━━ RECORDS TO USE ━━

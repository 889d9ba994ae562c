//! Pruning every target function within one region

use super::report::{RegionReport, UnitFailure};
use super::scheduler::BoundedScheduler;
use super::unit::{PruneUnit, UnitPruner};
use crate::config::{FunctionConfig, ProjectModel};
use crate::provider::RequestScope;
use tracing::{info, warn};

/// Fans a [`UnitPruner`] out over the deployed functions of a region
pub struct RegionOrchestrator<'a> {
    project: &'a dyn ProjectModel,
    pruner: UnitPruner<'a>,
    units: BoundedScheduler,
}

impl<'a> RegionOrchestrator<'a> {
    pub fn new(
        project: &'a dyn ProjectModel,
        pruner: UnitPruner<'a>,
        units: BoundedScheduler,
    ) -> Self {
        Self {
            project,
            pruner,
            units,
        }
    }

    /// Deployed names per function across the matching stages
    ///
    /// Stages that share a deployed name yield a single unit.
    pub fn derive_units(
        &self,
        region: &str,
        functions: &[FunctionConfig],
        stage_filter: Option<&str>,
    ) -> Vec<PruneUnit> {
        let mut units = Vec::new();
        for function in functions {
            let mut lambda_names: Vec<String> = Vec::new();
            for stage in self.project.stages() {
                if stage_filter.is_some_and(|wanted| wanted != stage.name) {
                    continue;
                }
                let lambda_name = self.project.deployed_name(function, &stage.name, region);
                if !lambda_names.contains(&lambda_name) {
                    lambda_names.push(lambda_name);
                }
            }
            units.extend(
                lambda_names
                    .into_iter()
                    .map(|lambda_name| PruneUnit::new(&function.name, lambda_name)),
            );
        }
        units
    }

    /// Prune all units of `functions` in `region`
    ///
    /// A unit that fails is recorded in the report's failures; the others
    /// still run.
    pub async fn prune_region(
        &self,
        region: &str,
        functions: &[FunctionConfig],
        stage_filter: Option<&str>,
    ) -> RegionReport {
        let units = self.derive_units(region, functions, stage_filter);
        info!("Pruning {} deployed functions in {}", units.len(), region);

        let scope = RequestScope::new(region, stage_filter.map(str::to_string));
        let scope = &scope;
        let pruner = self.pruner;
        let outcomes = self
            .units
            .run(units.clone(), move |unit: PruneUnit| async move {
                pruner.prune(scope, &unit).await
            })
            .await;

        let mut report = RegionReport::new(region);
        for (unit, outcome) in units.into_iter().zip(outcomes) {
            match outcome {
                Ok(result) => report.results.push(result),
                Err(err) => {
                    warn!(
                        "Skipping {} ({}) in {}: {}",
                        unit.function_name, unit.lambda_name, region, err
                    );
                    report.failures.push(UnitFailure {
                        function_name: unit.function_name,
                        lambda_name: unit.lambda_name,
                        error: err.user_message(),
                    });
                }
            }
        }
        report
    }
}
//! Command line interface: argument parsing and command routing

pub mod args;
pub mod router;

pub use args::{Cli, Commands, PruneArgs};
pub use router::{build_request, execute_command};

━━━

Letter for letter, copy all of the entries above.

= PROBLEM SOLUTION =
repository 889d9ba994ae562c
//! Pruning every target function within one region

use super::report::{RegionReport, UnitFailure};
use super::scheduler::BoundedScheduler;
use super::unit::{PruneUnit, UnitPruner};
use crate::config::{FunctionConfig, ProjectModel};
use crate::provider::RequestScope;
use tracing::{info, warn};

/// Fans a [`UnitPruner`] out over the deployed functions of a region
pub struct RegionOrchestrator<'a> {
    project: &'a dyn ProjectModel,
    pruner: UnitPruner<'a>,
    units: BoundedScheduler,
}

impl<'a> RegionOrchestrator<'a> {
    pub fn new(
        project: &'a dyn ProjectModel,
        pruner: UnitPruner<'a>,
        units: BoundedScheduler,
    ) -> Self {
        Self {
            project,
            pruner,
            units,
        }
    }

    /// Deployed names per function across the matching stages
    ///
    /// Stages that share a deployed name yield a single unit.
    pub fn derive_units(
        &self,
        region: &str,
        functions: &[FunctionConfig],
        stage_filter: Option<&str>,
    ) -> Vec<PruneUnit> {
        let mut units = Vec::new();
        for function in functions {
            let mut lambda_names: Vec<String> = Vec::new();
            for stage in self.project.stages() {
                if stage_filter.is_some_and(|wanted| wanted != stage.name) {
                    continue;
                }
                let lambda_name = self.project.deployed_name(function, &stage.name, region);
                if !lambda_names.contains(&lambda_name) {
                    lambda_names.push(lambda_name);
                }
            }
            units.extend(
                lambda_names
                    .into_iter()
                    .map(|lambda_name| PruneUnit::new(&function.name, lambda_name)),
            );
        }
        units
    }

    /// Prune all units of `functions` in `region`
    ///
    /// A unit that fails is recorded in the report's failures; the others
    /// still run.
    pub async fn prune_region(
        &self,
        region: &str,
        functions: &[FunctionConfig],
        stage_filter: Option<&str>,
    ) -> RegionReport {
        let units = self.derive_units(region, functions, stage_filter);
        info!("Pruning {} deployed functions in {}", units.len(), region);

        let scope = RequestScope::new(region, stage_filter.map(str::to_string));
        let scope = &scope;
        let pruner = self.pruner;
        let outcomes = self
            .units
            .run(units.clone(), move |unit: PruneUnit| async move {
                pruner.prune(scope, &unit).await
            })
            .await;

        let mut report = RegionReport::new(region);
        for (unit, outcome) in units.into_iter().zip(outcomes) {
            match outcome {
                Ok(result) => report.results.push(result),
                Err(err) => {
                    warn!(
                        "Skipping {} ({}) in {}: {}",
                        unit.function_name, unit.lambda_name, region, err
                    );
                    report.failures.push(UnitFailure {
                        function_name: unit.function_name,
                        lambda_name: unit.lambda_name,
                        error: err.user_message(),
                    });
                }
            }
        }
        report
    }
}
//! Command line interface: argument parsing and command routing

pub mod args;
pub mod router;

pub use args::{Cli, Commands, PruneArgs};
pub use router::{build_request, execute_command};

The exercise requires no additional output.